_Task description_: Please set down the entire listing exactly.
-.-.-
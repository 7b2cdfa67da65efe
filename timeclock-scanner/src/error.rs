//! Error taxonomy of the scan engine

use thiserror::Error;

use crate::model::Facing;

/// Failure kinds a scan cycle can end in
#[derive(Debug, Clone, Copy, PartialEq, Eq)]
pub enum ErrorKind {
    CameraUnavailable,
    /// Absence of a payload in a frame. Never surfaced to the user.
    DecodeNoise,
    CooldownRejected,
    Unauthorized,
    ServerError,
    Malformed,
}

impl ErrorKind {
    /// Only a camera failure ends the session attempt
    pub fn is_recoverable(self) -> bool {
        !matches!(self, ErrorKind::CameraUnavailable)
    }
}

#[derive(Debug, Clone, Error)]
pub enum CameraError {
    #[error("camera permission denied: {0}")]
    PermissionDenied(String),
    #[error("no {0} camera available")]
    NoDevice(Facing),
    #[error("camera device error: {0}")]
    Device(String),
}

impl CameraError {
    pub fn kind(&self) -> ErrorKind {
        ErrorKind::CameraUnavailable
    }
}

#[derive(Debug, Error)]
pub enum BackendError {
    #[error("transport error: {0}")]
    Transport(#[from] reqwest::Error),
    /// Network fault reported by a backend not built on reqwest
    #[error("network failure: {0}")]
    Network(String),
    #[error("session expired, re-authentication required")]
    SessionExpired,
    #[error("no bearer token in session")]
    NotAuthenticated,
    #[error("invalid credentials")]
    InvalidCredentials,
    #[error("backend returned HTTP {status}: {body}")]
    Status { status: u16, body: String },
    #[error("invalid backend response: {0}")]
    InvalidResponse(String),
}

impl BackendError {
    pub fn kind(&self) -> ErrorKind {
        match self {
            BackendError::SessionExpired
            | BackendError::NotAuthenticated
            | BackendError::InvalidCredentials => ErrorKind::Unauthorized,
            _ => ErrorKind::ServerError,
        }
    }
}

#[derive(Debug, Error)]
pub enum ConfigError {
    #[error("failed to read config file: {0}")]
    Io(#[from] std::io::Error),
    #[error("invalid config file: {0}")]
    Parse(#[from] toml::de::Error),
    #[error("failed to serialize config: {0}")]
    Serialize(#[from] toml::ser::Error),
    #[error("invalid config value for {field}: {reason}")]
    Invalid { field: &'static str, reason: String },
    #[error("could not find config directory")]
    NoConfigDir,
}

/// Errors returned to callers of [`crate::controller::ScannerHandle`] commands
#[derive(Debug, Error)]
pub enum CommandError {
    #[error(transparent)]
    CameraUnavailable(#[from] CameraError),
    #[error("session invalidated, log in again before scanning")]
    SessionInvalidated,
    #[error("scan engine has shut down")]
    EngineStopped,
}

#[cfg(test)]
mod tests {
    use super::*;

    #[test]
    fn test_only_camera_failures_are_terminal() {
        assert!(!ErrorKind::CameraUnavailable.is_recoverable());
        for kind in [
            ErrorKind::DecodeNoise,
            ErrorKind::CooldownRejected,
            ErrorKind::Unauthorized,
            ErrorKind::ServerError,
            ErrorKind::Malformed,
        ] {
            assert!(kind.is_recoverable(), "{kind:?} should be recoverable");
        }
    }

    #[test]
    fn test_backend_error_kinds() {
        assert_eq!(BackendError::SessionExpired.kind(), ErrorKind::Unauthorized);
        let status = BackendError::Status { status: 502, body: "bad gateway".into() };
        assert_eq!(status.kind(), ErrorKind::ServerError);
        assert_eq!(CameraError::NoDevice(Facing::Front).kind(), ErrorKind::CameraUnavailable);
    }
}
-.-.-
_Task result_:
repository 7b2cdfa67da65efe
filename timeclock-scanner/src/error.rs
//! Error taxonomy of the scan engine

use thiserror::Error;

use crate::model::Facing;

/// Failure kinds a scan cycle can end in
#[derive(Debug, Clone, Copy, PartialEq, Eq)]
pub enum ErrorKind {
    CameraUnavailable,
    /// Absence of a payload in a frame. Never surfaced to the user.
    DecodeNoise,
    CooldownRejected,
    Unauthorized,
    ServerError,
    Malformed,
}

impl ErrorKind {
    /// Only a camera failure ends the session attempt
    pub fn is_recoverable(self) -> bool {
        !matches!(self, ErrorKind::CameraUnavailable)
    }
}

#[derive(Debug, Clone, Error)]
pub enum CameraError {
    #[error("camera permission denied: {0}")]
    PermissionDenied(String),
    #[error("no {0} camera available")]
    NoDevice(Facing),
    #[error("camera device error: {0}")]
    Device(String),
}

impl CameraError {
    pub fn kind(&self) -> ErrorKind {
        ErrorKind::CameraUnavailable
    }
}

#[derive(Debug, Error)]
pub enum BackendError {
    #[error("transport error: {0}")]
    Transport(#[from] reqwest::Error),
    /// Network fault reported by a backend not built on reqwest
    #[error("network failure: {0}")]
    Network(String),
    #[error("session expired, re-authentication required")]
    SessionExpired,
    #[error("no bearer token in session")]
    NotAuthenticated,
    #[error("invalid credentials")]
    InvalidCredentials,
    #[error("backend returned HTTP {status}: {body}")]
    Status { status: u16, body: String },
    #[error("invalid backend response: {0}")]
    InvalidResponse(String),
}

impl BackendError {
    pub fn kind(&self) -> ErrorKind {
        match self {
            BackendError::SessionExpired
            | BackendError::NotAuthenticated
            | BackendError::InvalidCredentials => ErrorKind::Unauthorized,
            _ => ErrorKind::ServerError,
        }
    }
}

#[derive(Debug, Error)]
pub enum ConfigError {
    #[error("failed to read config file: {0}")]
    Io(#[from] std::io::Error),
    #[error("invalid config file: {0}")]
    Parse(#[from] toml::de::Error),
    #[error("failed to serialize config: {0}")]
    Serialize(#[from] toml::ser::Error),
    #[error("invalid config value for {field}: {reason}")]
    Invalid { field: &'static str, reason: String },
    #[error("could not find config directory")]
    NoConfigDir,
}

/// Errors returned to callers of [`crate::controller::ScannerHandle`] commands
#[derive(Debug, Error)]
pub enum CommandError {
    #[error(transparent)]
    CameraUnavailable(#[from] CameraError),
    #[error("session invalidated, log in again before scanning")]
    SessionInvalidated,
    #[error("scan engine has shut down")]
    EngineStopped,
}

#[cfg(test)]
mod tests {
    use super::*;

    #[test]
    fn test_only_camera_failures_are_terminal() {
        assert!(!ErrorKind::CameraUnavailable.is_recoverable());
        for kind in [
            ErrorKind::DecodeNoise,
            ErrorKind::CooldownRejected,
            ErrorKind::Unauthorized,
            ErrorKind::ServerError,
            ErrorKind::Malformed,
        ] {
            assert!(kind.is_recoverable(), "{kind:?} should be recoverable");
        }
    }

    #[test]
    fn test_backend_error_kinds() {
        assert_eq!(BackendError::SessionExpired.kind(), ErrorKind::Unauthorized);
        let status = BackendError::Status { status: 502, body: "bad gateway".into() };
        assert_eq!(status.kind(), ErrorKind::ServerError);
        assert_eq!(CameraError::NoDevice(Facing::Front).kind(), ErrorKind::CameraUnavailable);
    }
}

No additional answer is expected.